Failures

by Karl Bode


Filed Under:
advertising, broadband, go90, millenials, privacy

Companies:
verizon



Verizon Claims Its Millennial Ad Pivot Has Been Slowed By Its Breathless Dedication To Consumer Privacy

from the okey-dokey dept

So we've noted repeatedly how Verizon really wants to pivot from stodgy, old protectionist telco to Millennial-focused media and advertising juggernaut. The company desperately wants in on Facebook and Google advertising cash, and apparently believes this is possible by ceasing network fiber upgrades and gobbling up failed 90s internet brands like Yahoo and AOL.

Except Verizon's brand revolution so far hasn't been much to write home about.

Verizon began its pivot with a short-lived website that imploded after writers revealed they couldn't talk about net neutrality or mass surveillance. The company's acquisition of Yahoo has also been plagued with issues, from Yahoo's mammoth, undisclosed hacking scandal to revelations of the company's wholesale spying on user e-mail accounts for the government (not that this latter issue bothered Verizon much). And Verizon's Go90 streaming video service, the cornerstone of Verizon's effort, has been derided as "a dud" by Verizon's own media partners.

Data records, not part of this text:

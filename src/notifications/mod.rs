//! Notification facts emitted by the engine.
//!
//! The engine only produces point-in-time facts; scheduling, display
//! preferences, and rendering live in the dispatcher in front of the UI.

pub mod dispatcher;

use crate::achievements::AchievementId;
use chrono::{DateTime, Duration, Utc};
use serde::{Deserialize, Serialize};

pub use dispatcher::{DisplayPreferences, Dispatcher, NotificationSink};

/// Minutes before a scheduled workout that the reminder fires.
pub const PRE_WORKOUT_LEAD_MINUTES: i64 = 30;

/// Kind of notification fact.
#[derive(Debug, Clone, Copy, PartialEq, Eq, Hash, Serialize, Deserialize)]
#[serde(rename_all = "snake_case")]
pub enum NotificationKind {
    /// Upcoming workout reminder
    PreWorkout,
    /// Hydration nudge
    Hydration,
    /// Meal timing nudge
    Meal,
    /// Rest-day suggestion
    RestDay,
    /// Streak milestone reached
    StreakMilestone,
    /// Achievement unlocked
    Achievement,
    /// Weekly completion goal reached
    WeeklyTarget,
}

/// A renderable notification fact.
#[derive(Debug, Clone, PartialEq, Eq, Serialize, Deserialize)]
pub struct Notification {
    /// Fact kind, used by the dispatcher for preference gating
    pub kind: NotificationKind,
    /// Short title
    pub title: String,
    /// Body text
    pub message: String,
    /// Icon name for the UI
    pub icon: String,
}

/// A fact that should be surfaced at a specific wall-clock time.
#[derive(Debug, Clone, PartialEq, Eq, Serialize, Deserialize)]
pub struct ScheduledNotification {
    /// When the dispatcher should fire the notification
    pub fire_at: DateTime<Utc>,
    /// The notification itself
    pub notification: Notification,
}

impl Notification {
    /// Reminder fired ahead of a scheduled workout.
    pub fn pre_workout_reminder(workout_time: DateTime<Utc>) -> ScheduledNotification {
        ScheduledNotification {
            fire_at: workout_time - Duration::minutes(PRE_WORKOUT_LEAD_MINUTES),
            notification: Self {
                kind: NotificationKind::PreWorkout,
                title: "Workout Coming Up".to_string(),
                message: format!(
                    "Your workout starts in {PRE_WORKOUT_LEAD_MINUTES} minutes. Time to get ready!"
                ),
                icon: "dumbbell".to_string(),
            },
        }
    }

    /// On-demand hydration nudge.
    pub fn hydration_reminder() -> Self {
        Self {
            kind: NotificationKind::Hydration,
            title: "Stay Hydrated".to_string(),
            message: "Drink a glass of water to keep your training on track.".to_string(),
            icon: "droplet".to_string(),
        }
    }

    /// On-demand meal nudge.
    pub fn meal_reminder() -> Self {
        Self {
            kind: NotificationKind::Meal,
            title: "Fuel Up".to_string(),
            message: "A balanced meal now will power your next session.".to_string(),
            icon: "meal".to_string(),
        }
    }

    /// On-demand rest-day suggestion.
    pub fn rest_day_reminder() -> Self {
        Self {
            kind: NotificationKind::RestDay,
            title: "Rest Day".to_string(),
            message: "Recovery is training too. Take it easy today.".to_string(),
            icon: "moon".to_string(),
        }
    }

    /// Streak milestone fact, if the streak length is a milestone.
    ///
    /// Milestones fire at 3, 5, and 7 days, then at every further multiple
    /// of 7.
    pub fn streak_milestone(days: u32) -> Option<Self> {
        let is_milestone = matches!(days, 3 | 5 | 7) || (days > 7 && days % 7 == 0);
        if !is_milestone {
            return None;
        }

        Some(Self {
            kind: NotificationKind::StreakMilestone,
            title: format!("{days}-Day Streak!"),
            message: format!("You've worked out {days} days in a row. Keep it going!"),
            icon: "flame".to_string(),
        })
    }

    /// Achievement unlocked fact.
    pub fn achievement_unlocked(id: AchievementId) -> Self {
        Self {
            kind: NotificationKind::Achievement,
            title: "Achievement Unlocked".to_string(),
            message: id.title().to_string(),
            icon: format!("achievement_{id}"),
        }
    }

    /// Weekly goal reached fact.
    pub fn weekly_target_met(completed: u32, target: u32) -> Self {
        Self {
            kind: NotificationKind::WeeklyTarget,
            title: "Weekly Goal Met".to_string(),
            message: format!("{completed} of {target} workouts done this week. Goal reached!"),
            icon: "trophy".to_string(),
        }
    }
}

#[cfg(test)]
mod tests {
    use super::*;
    use chrono::TimeZone;

    #[test]
    fn test_pre_workout_fires_thirty_minutes_early() {
        let workout_time = Utc.with_ymd_and_hms(2024, 3, 1, 18, 0, 0).unwrap();
        let scheduled = Notification::pre_workout_reminder(workout_time);
        assert_eq!(
            scheduled.fire_at,
            Utc.with_ymd_and_hms(2024, 3, 1, 17, 30, 0).unwrap()
        );
    }

    #[test]
    fn test_streak_milestones() {
        for days in [3, 5, 7, 14, 21, 70] {
            assert!(Notification::streak_milestone(days).is_some(), "{days}");
        }
        for days in [0, 1, 2, 4, 6, 8, 10, 13] {
            assert!(Notification::streak_milestone(days).is_none(), "{days}");
        }
    }
}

Needless to say, a generation of being a government-pampered telecom monopoly left Verizon ill-prepared for its marketing and media gambit, and the company's own incompetence and lack of innovative DNA have made for rough sledding early on. Verizon, for its part, has been stuck trying to explain to investors and the media why things aren't going particularly well. Kind of amusingly, Verizon Executive Vice President Marni Walden last week tried to claim the problems were because Verizon is breathlessly dedicated to consumer privacy:
"For the first year, we’ve worked on bringing Verizon data into AOL. Candidly, that’s been slower than I’d like it to be, and you’ll see us accelerate that this year. The reason for that is around privacy and transparency for our customers."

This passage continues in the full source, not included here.